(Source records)
*** Block opens ***
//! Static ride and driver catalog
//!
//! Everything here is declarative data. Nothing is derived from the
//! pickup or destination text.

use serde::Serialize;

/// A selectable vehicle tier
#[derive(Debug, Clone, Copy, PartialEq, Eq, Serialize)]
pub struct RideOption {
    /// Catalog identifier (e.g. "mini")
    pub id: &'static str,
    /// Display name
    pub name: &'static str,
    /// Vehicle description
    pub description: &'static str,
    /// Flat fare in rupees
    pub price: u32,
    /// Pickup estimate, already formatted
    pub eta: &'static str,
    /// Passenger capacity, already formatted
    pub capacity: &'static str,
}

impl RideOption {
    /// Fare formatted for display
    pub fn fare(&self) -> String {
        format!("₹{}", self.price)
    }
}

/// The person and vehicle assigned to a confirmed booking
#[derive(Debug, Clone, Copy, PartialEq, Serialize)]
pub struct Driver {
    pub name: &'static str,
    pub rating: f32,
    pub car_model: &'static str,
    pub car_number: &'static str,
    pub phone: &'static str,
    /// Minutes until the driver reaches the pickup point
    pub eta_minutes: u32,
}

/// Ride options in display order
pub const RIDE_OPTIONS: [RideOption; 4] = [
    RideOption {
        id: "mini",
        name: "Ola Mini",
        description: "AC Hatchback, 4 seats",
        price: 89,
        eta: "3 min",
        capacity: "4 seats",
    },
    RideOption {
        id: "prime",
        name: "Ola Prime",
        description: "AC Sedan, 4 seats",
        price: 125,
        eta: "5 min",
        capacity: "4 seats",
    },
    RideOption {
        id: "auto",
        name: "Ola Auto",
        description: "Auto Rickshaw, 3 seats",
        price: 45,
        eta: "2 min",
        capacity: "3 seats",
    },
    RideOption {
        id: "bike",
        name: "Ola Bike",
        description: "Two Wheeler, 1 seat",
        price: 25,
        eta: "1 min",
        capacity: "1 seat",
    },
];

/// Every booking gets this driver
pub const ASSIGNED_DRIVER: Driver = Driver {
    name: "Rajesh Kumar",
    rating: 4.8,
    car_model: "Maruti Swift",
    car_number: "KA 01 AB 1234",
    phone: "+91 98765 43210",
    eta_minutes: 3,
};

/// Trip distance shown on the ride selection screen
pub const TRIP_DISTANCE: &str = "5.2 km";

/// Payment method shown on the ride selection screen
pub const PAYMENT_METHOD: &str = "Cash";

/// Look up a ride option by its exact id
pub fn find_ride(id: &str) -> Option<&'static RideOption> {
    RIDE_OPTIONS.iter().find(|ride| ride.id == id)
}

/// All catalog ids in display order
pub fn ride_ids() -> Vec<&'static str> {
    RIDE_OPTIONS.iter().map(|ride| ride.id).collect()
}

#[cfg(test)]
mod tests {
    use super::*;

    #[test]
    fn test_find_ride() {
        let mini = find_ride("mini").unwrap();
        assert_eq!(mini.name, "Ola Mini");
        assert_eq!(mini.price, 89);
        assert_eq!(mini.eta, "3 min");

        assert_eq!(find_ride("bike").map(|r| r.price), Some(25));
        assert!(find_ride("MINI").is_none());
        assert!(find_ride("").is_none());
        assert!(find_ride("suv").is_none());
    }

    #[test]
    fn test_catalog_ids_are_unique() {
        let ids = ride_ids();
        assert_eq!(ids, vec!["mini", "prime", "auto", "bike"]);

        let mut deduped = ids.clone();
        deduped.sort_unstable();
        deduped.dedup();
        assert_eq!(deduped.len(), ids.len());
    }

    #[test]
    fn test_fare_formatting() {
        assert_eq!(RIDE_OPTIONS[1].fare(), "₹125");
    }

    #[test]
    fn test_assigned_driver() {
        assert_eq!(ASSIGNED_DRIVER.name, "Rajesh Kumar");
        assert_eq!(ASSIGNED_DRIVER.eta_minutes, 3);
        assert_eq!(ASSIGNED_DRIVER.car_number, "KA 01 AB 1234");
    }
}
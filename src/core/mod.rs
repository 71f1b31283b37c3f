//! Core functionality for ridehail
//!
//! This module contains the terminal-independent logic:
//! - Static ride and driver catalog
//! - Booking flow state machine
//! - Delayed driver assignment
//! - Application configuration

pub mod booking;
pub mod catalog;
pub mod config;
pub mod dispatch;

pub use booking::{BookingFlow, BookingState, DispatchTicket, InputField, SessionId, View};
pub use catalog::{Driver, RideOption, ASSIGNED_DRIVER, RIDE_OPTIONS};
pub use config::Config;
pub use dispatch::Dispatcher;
*** Block closes ***
Your output should match the records above word for word.

//! Static ride and driver catalog
//!
//! Everything here is declarative data. Nothing is derived from the
//! pickup or destination text.

use serde::Serialize;

/// A selectable vehicle tier
#[derive(Debug, Clone, Copy, PartialEq, Eq, Serialize)]
pub struct RideOption {
    /// Catalog identifier (e.g. "mini")
    pub id: &'static str,
    /// Display name
    pub name: &'static str,
    /// Vehicle description
    pub description: &'static str,
    /// Flat fare in rupees
    pub price: u32,
    /// Pickup estimate, already formatted
    pub eta: &'static str,
    /// Passenger capacity, already formatted
    pub capacity: &'static str,
}

impl RideOption {
    /// Fare formatted for display
    pub fn fare(&self) -> String {
        format!("₹{}", self.price)
    }
}

/// The person and vehicle assigned to a confirmed booking
#[derive(Debug, Clone, Copy, PartialEq, Serialize)]
pub struct Driver {
    pub name: &'static str,
    pub rating: f32,
    pub car_model: &'static str,
    pub car_number: &'static str,
    pub phone: &'static str,
    /// Minutes until the driver reaches the pickup point
    pub eta_minutes: u32,
}

/// Ride options in display order
pub const RIDE_OPTIONS: [RideOption; 4] = [
    RideOption {
        id: "mini",
        name: "Ola Mini",
        description: "AC Hatchback, 4 seats",
        price: 89,
        eta: "3 min",
        capacity: "4 seats",
    },
    RideOption {
        id: "prime",
        name: "Ola Prime",
        description: "AC Sedan, 4 seats",
        price: 125,
        eta: "5 min",
        capacity: "4 seats",
    },
    RideOption {
        id: "auto",
        name: "Ola Auto",
        description: "Auto Rickshaw, 3 seats",
        price: 45,
        eta: "2 min",
        capacity: "3 seats",
    },
    RideOption {
        id: "bike",
        name: "Ola Bike",
        description: "Two Wheeler, 1 seat",
        price: 25,
        eta: "1 min",
        capacity: "1 seat",
    },
];

/// Every booking gets this driver
pub const ASSIGNED_DRIVER: Driver = Driver {
    name: "Rajesh Kumar",
    rating: 4.8,
    car_model: "Maruti Swift",
    car_number: "KA 01 AB 1234",
    phone: "+91 98765 43210",
    eta_minutes: 3,
};

/// Trip distance shown on the ride selection screen
pub const TRIP_DISTANCE: &str = "5.2 km";

/// Payment method shown on the ride selection screen
pub const PAYMENT_METHOD: &str = "Cash";

/// Look up a ride option by its exact id
pub fn find_ride(id: &str) -> Option<&'static RideOption> {
    RIDE_OPTIONS.iter().find(|ride| ride.id == id)
}

/// All catalog ids in display order
pub fn ride_ids() -> Vec<&'static str> {
    RIDE_OPTIONS.iter().map(|ride| ride.id).collect()
}

#[cfg(test)]
mod tests {
    use super::*;

    #[test]
    fn test_find_ride() {
        let mini = find_ride("mini").unwrap();
        assert_eq!(mini.name, "Ola Mini");
        assert_eq!(mini.price, 89);
        assert_eq!(mini.eta, "3 min");

        assert_eq!(find_ride("bike").map(|r| r.price), Some(25));
        assert!(find_ride("MINI").is_none());
        assert!(find_ride("").is_none());
        assert!(find_ride("suv").is_none());
    }

    #[test]
    fn test_catalog_ids_are_unique() {
        let ids = ride_ids();
        assert_eq!(ids, vec!["mini", "prime", "auto", "bike"]);

        let mut deduped = ids.clone();
        deduped.sort_unstable();
        deduped.dedup();
        assert_eq!(deduped.len(), ids.len());
    }

    #[test]
    fn test_fare_formatting() {
        assert_eq!(RIDE_OPTIONS[1].fare(), "₹125");
    }

    #[test]
    fn test_assigned_driver() {
        assert_eq!(ASSIGNED_DRIVER.name, "Rajesh Kumar");
        assert_eq!(ASSIGNED_DRIVER.eta_minutes, 3);
        assert_eq!(ASSIGNED_DRIVER.car_number, "KA 01 AB 1234");
    }
}
filename src/core/mod.rs
repository 71f1b31283b37c3f
//! Core functionality for ridehail
//!
//! This module contains the terminal-independent logic:
//! - Static ride and driver catalog
//! - Booking flow state machine
//! - Delayed driver assignment
//! - Application configuration

pub mod booking;
pub mod catalog;
pub mod config;
pub mod dispatch;

pub use booking::{BookingFlow, BookingState, DispatchTicket, InputField, SessionId, View};
pub use catalog::{Driver, RideOption, ASSIGNED_DRIVER, RIDE_OPTIONS};
pub use config::Config;
pub use dispatch::Dispatcher;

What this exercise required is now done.